Task directions
Among the entries that follow, find the lines holding "proposals" and say how many there are, with no other words.

::::::

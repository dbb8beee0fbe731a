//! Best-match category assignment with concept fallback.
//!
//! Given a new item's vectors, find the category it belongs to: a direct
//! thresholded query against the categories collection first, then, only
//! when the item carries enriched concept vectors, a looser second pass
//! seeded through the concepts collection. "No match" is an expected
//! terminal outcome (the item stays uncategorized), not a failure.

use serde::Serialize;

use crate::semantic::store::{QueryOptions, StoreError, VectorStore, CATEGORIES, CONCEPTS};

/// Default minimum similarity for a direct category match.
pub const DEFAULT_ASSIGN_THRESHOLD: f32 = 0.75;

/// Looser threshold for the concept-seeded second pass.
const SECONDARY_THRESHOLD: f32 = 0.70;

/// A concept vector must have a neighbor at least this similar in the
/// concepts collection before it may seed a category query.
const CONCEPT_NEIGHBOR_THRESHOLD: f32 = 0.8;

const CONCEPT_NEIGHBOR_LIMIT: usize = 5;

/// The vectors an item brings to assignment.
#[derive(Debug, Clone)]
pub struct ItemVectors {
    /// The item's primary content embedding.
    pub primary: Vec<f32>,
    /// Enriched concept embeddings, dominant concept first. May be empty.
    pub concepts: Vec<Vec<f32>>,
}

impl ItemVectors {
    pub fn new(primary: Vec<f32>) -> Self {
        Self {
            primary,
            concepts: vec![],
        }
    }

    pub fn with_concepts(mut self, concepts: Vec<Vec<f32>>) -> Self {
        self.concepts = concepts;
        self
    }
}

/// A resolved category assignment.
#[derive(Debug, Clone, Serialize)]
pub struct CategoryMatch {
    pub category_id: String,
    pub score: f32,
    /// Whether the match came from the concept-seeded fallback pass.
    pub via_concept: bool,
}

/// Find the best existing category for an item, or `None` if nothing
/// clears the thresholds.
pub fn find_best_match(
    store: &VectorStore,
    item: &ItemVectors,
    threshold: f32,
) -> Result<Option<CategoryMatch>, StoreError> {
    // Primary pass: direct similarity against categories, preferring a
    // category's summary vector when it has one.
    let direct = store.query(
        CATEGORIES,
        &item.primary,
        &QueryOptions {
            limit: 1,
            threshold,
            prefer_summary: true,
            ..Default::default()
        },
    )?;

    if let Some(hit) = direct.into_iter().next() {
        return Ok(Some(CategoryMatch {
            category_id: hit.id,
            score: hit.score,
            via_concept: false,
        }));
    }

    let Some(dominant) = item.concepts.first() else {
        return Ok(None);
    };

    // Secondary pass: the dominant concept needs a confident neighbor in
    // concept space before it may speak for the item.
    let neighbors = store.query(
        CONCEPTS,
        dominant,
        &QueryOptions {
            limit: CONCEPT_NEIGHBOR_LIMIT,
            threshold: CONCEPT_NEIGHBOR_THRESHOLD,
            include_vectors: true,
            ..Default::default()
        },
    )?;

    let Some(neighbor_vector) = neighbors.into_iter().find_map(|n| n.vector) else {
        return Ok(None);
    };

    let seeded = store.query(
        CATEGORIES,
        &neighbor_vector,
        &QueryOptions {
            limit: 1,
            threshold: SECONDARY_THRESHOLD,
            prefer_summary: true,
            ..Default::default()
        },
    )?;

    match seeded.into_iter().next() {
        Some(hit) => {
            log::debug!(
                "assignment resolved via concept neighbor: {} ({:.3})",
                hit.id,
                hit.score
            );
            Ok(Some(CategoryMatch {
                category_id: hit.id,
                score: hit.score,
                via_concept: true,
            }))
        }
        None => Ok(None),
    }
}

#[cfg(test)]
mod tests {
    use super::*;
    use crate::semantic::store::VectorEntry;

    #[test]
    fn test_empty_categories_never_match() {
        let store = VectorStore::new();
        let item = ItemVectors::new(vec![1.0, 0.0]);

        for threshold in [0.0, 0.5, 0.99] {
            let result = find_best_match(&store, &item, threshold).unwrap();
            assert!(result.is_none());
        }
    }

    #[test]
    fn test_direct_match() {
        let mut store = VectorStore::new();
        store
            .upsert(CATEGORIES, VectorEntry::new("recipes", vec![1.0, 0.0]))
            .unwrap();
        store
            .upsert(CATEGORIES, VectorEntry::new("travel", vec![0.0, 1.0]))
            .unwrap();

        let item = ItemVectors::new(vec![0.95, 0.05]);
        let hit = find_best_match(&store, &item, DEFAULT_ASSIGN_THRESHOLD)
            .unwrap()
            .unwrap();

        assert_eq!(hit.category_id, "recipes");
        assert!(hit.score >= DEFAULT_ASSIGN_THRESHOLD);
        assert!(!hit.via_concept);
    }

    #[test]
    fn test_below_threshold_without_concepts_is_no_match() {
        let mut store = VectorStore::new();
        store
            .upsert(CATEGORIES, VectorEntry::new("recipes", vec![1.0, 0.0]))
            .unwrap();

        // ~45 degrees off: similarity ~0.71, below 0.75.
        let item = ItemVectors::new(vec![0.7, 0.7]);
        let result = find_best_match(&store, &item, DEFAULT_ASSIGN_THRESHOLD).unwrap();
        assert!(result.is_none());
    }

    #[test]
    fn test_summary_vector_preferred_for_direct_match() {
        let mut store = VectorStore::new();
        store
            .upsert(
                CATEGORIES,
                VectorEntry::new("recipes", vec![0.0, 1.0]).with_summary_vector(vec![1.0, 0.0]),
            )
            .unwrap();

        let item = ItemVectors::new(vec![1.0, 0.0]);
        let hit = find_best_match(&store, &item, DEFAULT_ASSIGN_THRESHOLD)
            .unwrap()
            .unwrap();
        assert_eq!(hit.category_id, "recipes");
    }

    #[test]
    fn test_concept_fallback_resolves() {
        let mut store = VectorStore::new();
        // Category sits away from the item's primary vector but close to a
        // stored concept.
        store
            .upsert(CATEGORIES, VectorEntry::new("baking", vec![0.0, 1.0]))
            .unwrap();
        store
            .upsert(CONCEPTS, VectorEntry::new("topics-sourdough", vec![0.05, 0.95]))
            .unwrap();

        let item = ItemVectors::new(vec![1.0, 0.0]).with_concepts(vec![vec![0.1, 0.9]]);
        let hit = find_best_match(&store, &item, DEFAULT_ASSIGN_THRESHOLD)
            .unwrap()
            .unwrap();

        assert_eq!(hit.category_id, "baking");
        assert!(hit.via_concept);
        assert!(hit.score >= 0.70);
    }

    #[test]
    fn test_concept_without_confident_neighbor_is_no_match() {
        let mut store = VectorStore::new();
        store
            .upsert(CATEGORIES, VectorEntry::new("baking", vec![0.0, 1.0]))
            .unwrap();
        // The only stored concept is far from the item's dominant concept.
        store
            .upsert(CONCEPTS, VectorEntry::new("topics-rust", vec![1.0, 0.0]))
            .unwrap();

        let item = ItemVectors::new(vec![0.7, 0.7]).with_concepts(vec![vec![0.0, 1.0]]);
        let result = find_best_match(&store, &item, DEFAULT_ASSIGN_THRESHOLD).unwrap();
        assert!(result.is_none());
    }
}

::::::

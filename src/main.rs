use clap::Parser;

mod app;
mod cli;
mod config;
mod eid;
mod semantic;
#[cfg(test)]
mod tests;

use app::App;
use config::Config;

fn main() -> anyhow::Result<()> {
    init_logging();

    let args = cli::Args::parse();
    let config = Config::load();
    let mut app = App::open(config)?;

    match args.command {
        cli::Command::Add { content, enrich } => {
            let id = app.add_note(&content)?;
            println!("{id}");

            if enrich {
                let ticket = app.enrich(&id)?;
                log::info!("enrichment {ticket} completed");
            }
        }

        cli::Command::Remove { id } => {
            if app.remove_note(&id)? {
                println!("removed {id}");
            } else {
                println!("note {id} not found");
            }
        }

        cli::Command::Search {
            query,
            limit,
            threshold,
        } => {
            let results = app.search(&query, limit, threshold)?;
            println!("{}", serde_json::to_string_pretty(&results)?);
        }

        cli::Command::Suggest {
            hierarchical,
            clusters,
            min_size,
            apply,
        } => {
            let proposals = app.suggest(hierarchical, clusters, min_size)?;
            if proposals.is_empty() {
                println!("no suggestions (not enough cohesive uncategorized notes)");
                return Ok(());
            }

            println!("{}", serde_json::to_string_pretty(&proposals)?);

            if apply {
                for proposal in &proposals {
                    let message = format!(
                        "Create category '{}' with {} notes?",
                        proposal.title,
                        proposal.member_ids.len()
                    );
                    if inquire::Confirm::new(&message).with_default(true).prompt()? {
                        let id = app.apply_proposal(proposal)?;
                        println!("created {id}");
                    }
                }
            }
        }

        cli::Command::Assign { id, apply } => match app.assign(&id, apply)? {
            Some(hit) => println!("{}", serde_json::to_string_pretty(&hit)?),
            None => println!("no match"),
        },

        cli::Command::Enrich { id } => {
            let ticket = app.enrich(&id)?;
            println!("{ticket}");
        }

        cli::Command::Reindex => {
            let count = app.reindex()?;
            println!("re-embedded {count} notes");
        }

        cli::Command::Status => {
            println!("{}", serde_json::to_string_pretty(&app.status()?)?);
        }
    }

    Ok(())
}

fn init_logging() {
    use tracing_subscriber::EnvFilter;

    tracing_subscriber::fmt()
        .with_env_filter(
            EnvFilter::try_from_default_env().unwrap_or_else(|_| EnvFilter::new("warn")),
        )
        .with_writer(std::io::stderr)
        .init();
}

::::::

Exercise response
4